Thinking about have a baby even though you are over 40?
They say that more women than ever over the age of 40 are having babies – more than 103,000 in 2004 – twice as many as in 1990, according to the U.S. Centers for Disease Control and Prevention.
How does age affect a woman’s ability to have children?
About 20% of women in the United States now have their first child after age 35. About one-third of couples in which the woman is older than 35 years have fertility problems. Of course modern medicine can help.

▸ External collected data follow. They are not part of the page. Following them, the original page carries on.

//! # cot-protocol
//!
//! Client core for **Cursor-on-Target** (CoT), the XML event format used by
//! TAK situational-awareness networks.
//!
//! - **Transport**: TCP, UDP and TLS sessions, with a legacy TLS profile for
//!   servers that only speak TLS 1.0/1.1
//! - **Framing**: extraction of complete messages from a byte stream
//! - **Codec**: typed events with one payload variant per family
//! - **Routing**: per-category channels with ordered filter rules
//! - **Federation**: simultaneous connections to several servers, with
//!   reconnect backoff
//! - **Queue**: FIFO redelivery of messages that reached no peer
//!
//! ## Feature Flags
//!
//! - `tls` (default): TLS transport via OpenSSL
//!
//! ## Modules
//!
//! - [`core`]: constants, error types and collaborator traits
//! - [`transport`]: transport sessions
//! - [`framing`]: stream reassembly
//! - [`codec`]: events, `decode` and `encode`
//! - [`router`]: event routing
//! - [`federation`]: peer management
//! - [`queue`]: outbound resilience queue
//! - [`client`]: [`CotClient`], which wires the above together
//! - [`config`]: TOML configuration
//!
//! ## Example Usage
//!
//! ```rust
//! use cot_protocol::prelude::*;
//!
//! let event = Event::position(
//!     "ANDROID-1",
//!     "a-f-G-U-C",
//!     Point::new(38.8977, -77.0365).with_hae(50.0),
//!     PositionDetail::default(),
//! )
//! .build()?;
//!
//! let wire = encode(&event);
//!
//! let mut reassembler = Reassembler::new();
//! reassembler.feed(&wire[..10]);
//! assert!(reassembler.extract_next()?.is_none());
//! reassembler.feed(&wire[10..]);
//! let message = reassembler.extract_next()?.expect("one complete message");
//!
//! let decoded = decode(&message)?;
//! assert_eq!(decoded, event);
//! assert_eq!(decoded.category(), Category::Position);
//! # Ok::<(), Box<dyn std::error::Error>>(())
//! ```

#![forbid(unsafe_code)]
#![warn(missing_docs)]
#![cfg_attr(docsrs, feature(doc_cfg))]

pub mod core;

pub mod transport;

pub mod framing;

pub mod codec;

pub mod router;

pub mod federation;

pub mod queue;

pub mod client;

pub mod config;

/// Prelude module for convenient imports.
pub mod prelude {
    pub use crate::core::*;

    pub use crate::codec::{
        decode, encode, Affiliation, Category, ChatDetail, Detail, EmergencyDetail,
        EmergencyKind, Event, EventBuilder, Point, PositionDetail, WaypointDetail,
    };

    pub use crate::transport::{
        SessionState, TlsPolicy, TlsProfile, TlsVersion, TransportKind, TransportSession,
    };

    pub use crate::framing::Reassembler;

    pub use crate::router::{EventRouter, FilterAction, FilterMatch, FilterRule, RoutedEvent};

    pub use crate::federation::{FederationManager, PeerConfig, PeerId, ReconnectPolicy};

    pub use crate::queue::{DeliveryReceipt, OutboundQueue, QueueConfig};

    pub use crate::client::{CotClient, CotClientBuilder, SendOutcome};

    pub use crate::config::ClientConfig;
}

// Re-export commonly used items at crate root
pub use client::{CotClient, CotClientBuilder};
pub use codec::{decode, encode, Event};
pub use crate::core::CotError;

The CDC gives us this advice.
Aging decreases a woman’s chances of having a baby in the following ways—
- Her ovaries become less able to release eggs
- She has a smaller number of eggs left
- Her eggs are not as healthy
- She is more likely to have health conditions that can cause fertility problems
- She is more likely to have a miscarriage
How long should women try to get pregnant before calling their doctors?
Most experts suggest at least one year. Women aged 35 years or older should see their doctors after six months of trying. A woman’s chances of having a baby decrease rapidly every year after the age of 30.
Some health problems also increase the risk of infertility. So, women should talk to their doctors if they have—
- Irregular periods or no menstrual periods
- Very painful periods
- Pelvic inflammatory disease
- More than one miscarriage
Naturally, it’s a good idea for any woman to talk to a doctor before trying to get pregnant. They can help with preventative advice and more.
Did you know that for a woman fertility peaks between the ages of 22 to 26?
It also often declines after 30: a typical 30 year old woman has 12% of the ovarian reserve she was born with, and has only 3% at age 40 .
Of women trying to get pregnant, without using fertility drugs or in vitro fertilization:
- At age 30, 75% will get pregnant within one year, and 91% within four years.
- At age 35, 66% will get pregnant within one year, and 84% within four years.
- At age 40, 44% will get pregnant within one year, and 64% within four years.
For the guys, sperm count declines with age. Men aged 50–80 years producing sperm at an average rate of 75% compared with men aged 20–50 years. An even larger difference is seen in how many of the seminiferous tubules in the testes contain mature sperm;
- In males 20–39 years old, 90% of the seminiferous tubules contain mature sperm.
- In males 40–69 years old, 50% of the seminiferous tubules contain mature sperm.
- In males 80 years old and older, 10% of the seminiferous tubules contain mature sperm.